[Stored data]
use reqwest::Client;
use serde::{Deserialize, Serialize};
use serde_json::json;
use std::fmt;
use std::time::Duration;

use crate::{
    config::TelegramConfig,
    error::AppError,
    logging::{redact_token, SensitiveToken},
};

/// Bot API client
///
/// Cheap to clone; the underlying `reqwest::Client` is shared.
#[derive(Clone)]
pub struct TelegramClient {
    http: Client,
    base_url: String,
    token: String,
    timeout: Duration,
    parse_mode: String,
}

impl fmt::Debug for TelegramClient {
    fn fmt(&self, f: &mut fmt::Formatter<'_>) -> fmt::Result {
        f.debug_struct("TelegramClient")
            .field("base_url", &self.base_url)
            .field("token", &SensitiveToken::new(&self.token).to_string())
            .field("timeout", &self.timeout)
            .field("parse_mode", &self.parse_mode)
            .finish()
    }
}

/// Envelope of every Bot API response
#[derive(Debug, Deserialize)]
pub struct ApiResponse {
    pub ok: bool,
    #[serde(default)]
    pub description: Option<String>,
    #[serde(default)]
    pub result: Option<serde_json::Value>,
}

impl TelegramClient {
    pub fn new(http: Client, config: &TelegramConfig) -> Self {
        Self {
            http,
            base_url: config.api_base_url.trim_end_matches('/').to_string(),
            token: config.bot_token.clone(),
            timeout: Duration::from_secs(config.timeout_seconds),
            parse_mode: config.parse_mode.clone(),
        }
    }

    fn method_url(&self, method: &str) -> String {
        format!("{}/bot{}/{}", self.base_url, self.token, method)
    }

    /// POST a JSON body to a Bot API method, failing on non-2xx statuses
    async fn call(
        &self,
        method: &str,
        body: &serde_json::Value,
    ) -> Result<reqwest::Response, AppError> {
        let response = self
            .http
            .post(self.method_url(method))
            .timeout(self.timeout)
            .json(body)
            .send()
            .await?;

        if !response.status().is_success() {
            let status = response.status();
            let error_text = response
                .text()
                .await
                .unwrap_or_else(|_| "Unknown error".to_string());
            return Err(AppError::UpstreamError {
                status,
                message: redact_token(&error_text, &self.token),
            });
        }

        Ok(response)
    }

    /// Send one text message to one chat
    pub async fn send_message(&self, chat_id: &str, text: &str) -> Result<(), AppError> {
        let body = json!({
            "chat_id": chat_id,
            "text": text,
            "parse_mode": self.parse_mode,
        });

        self.call("sendMessage", &body).await?;
        Ok(())
    }

    /// Register the webhook URL; returns the platform's `ok` flag
    pub async fn set_webhook(&self, url: &str) -> Result<bool, AppError> {
        let body = json!({
            "url": url,
            "allowed_updates": ["message"],
        });

        let response: ApiResponse = self.call("setWebhook", &body).await?.json().await?;
        tracing::info!(
            url = %url,
            ok = response.ok,
            description = response.description.as_deref().unwrap_or(""),
            "setWebhook answered"
        );
        Ok(response.ok)
    }

    /// Remove the webhook; returns the platform's `ok` flag
    pub async fn delete_webhook(&self) -> Result<bool, AppError> {
        let response: ApiResponse = self
            .call("deleteWebhook", &json!({}))
            .await?
            .json()
            .await?;
        tracing::info!(
            ok = response.ok,
            description = response.description.as_deref().unwrap_or(""),
            "deleteWebhook answered"
        );
        Ok(response.ok)
    }
}

/// Inbound update delivered to the webhook
#[derive(Debug, Clone, Serialize, Deserialize)]
pub struct Update {
    pub update_id: i64,
    #[serde(default)]
    pub message: Option<Message>,
}

#[derive(Debug, Clone, Serialize, Deserialize)]
pub struct Message {
    pub message_id: i64,
    #[serde(default)]
    pub from: Option<User>,
    pub chat: Chat,
    pub date: i64,
    #[serde(default)]
    pub text: Option<String>,
}

#[derive(Debug, Clone, Serialize, Deserialize)]
pub struct User {
    pub id: i64,
    #[serde(default)]
    pub is_bot: bool,
    #[serde(default)]
    pub first_name: Option<String>,
    #[serde(default)]
    pub username: Option<String>,
}

#[derive(Debug, Clone, Serialize, Deserialize)]
pub struct Chat {
    pub id: i64,
    #[serde(rename = "type")]
    pub kind: String,
}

AIM OF THE EXERCISE: Your task is to quote, without any alteration, the lines running from the top of the records to the line that holds "impl fmt::Debug for", both included.

ANSWER SPACE:
use reqwest::Client;
use serde::{Deserialize, Serialize};
use serde_json::json;
use std::fmt;
use std::time::Duration;

use crate::{
    config::TelegramConfig,
    error::AppError,
    logging::{redact_token, SensitiveToken},
};

/// Bot API client
///
/// Cheap to clone; the underlying `reqwest::Client` is shared.
#[derive(Clone)]
pub struct TelegramClient {
    http: Client,
    base_url: String,
    token: String,
    timeout: Duration,
    parse_mode: String,
}

impl fmt::Debug for TelegramClient {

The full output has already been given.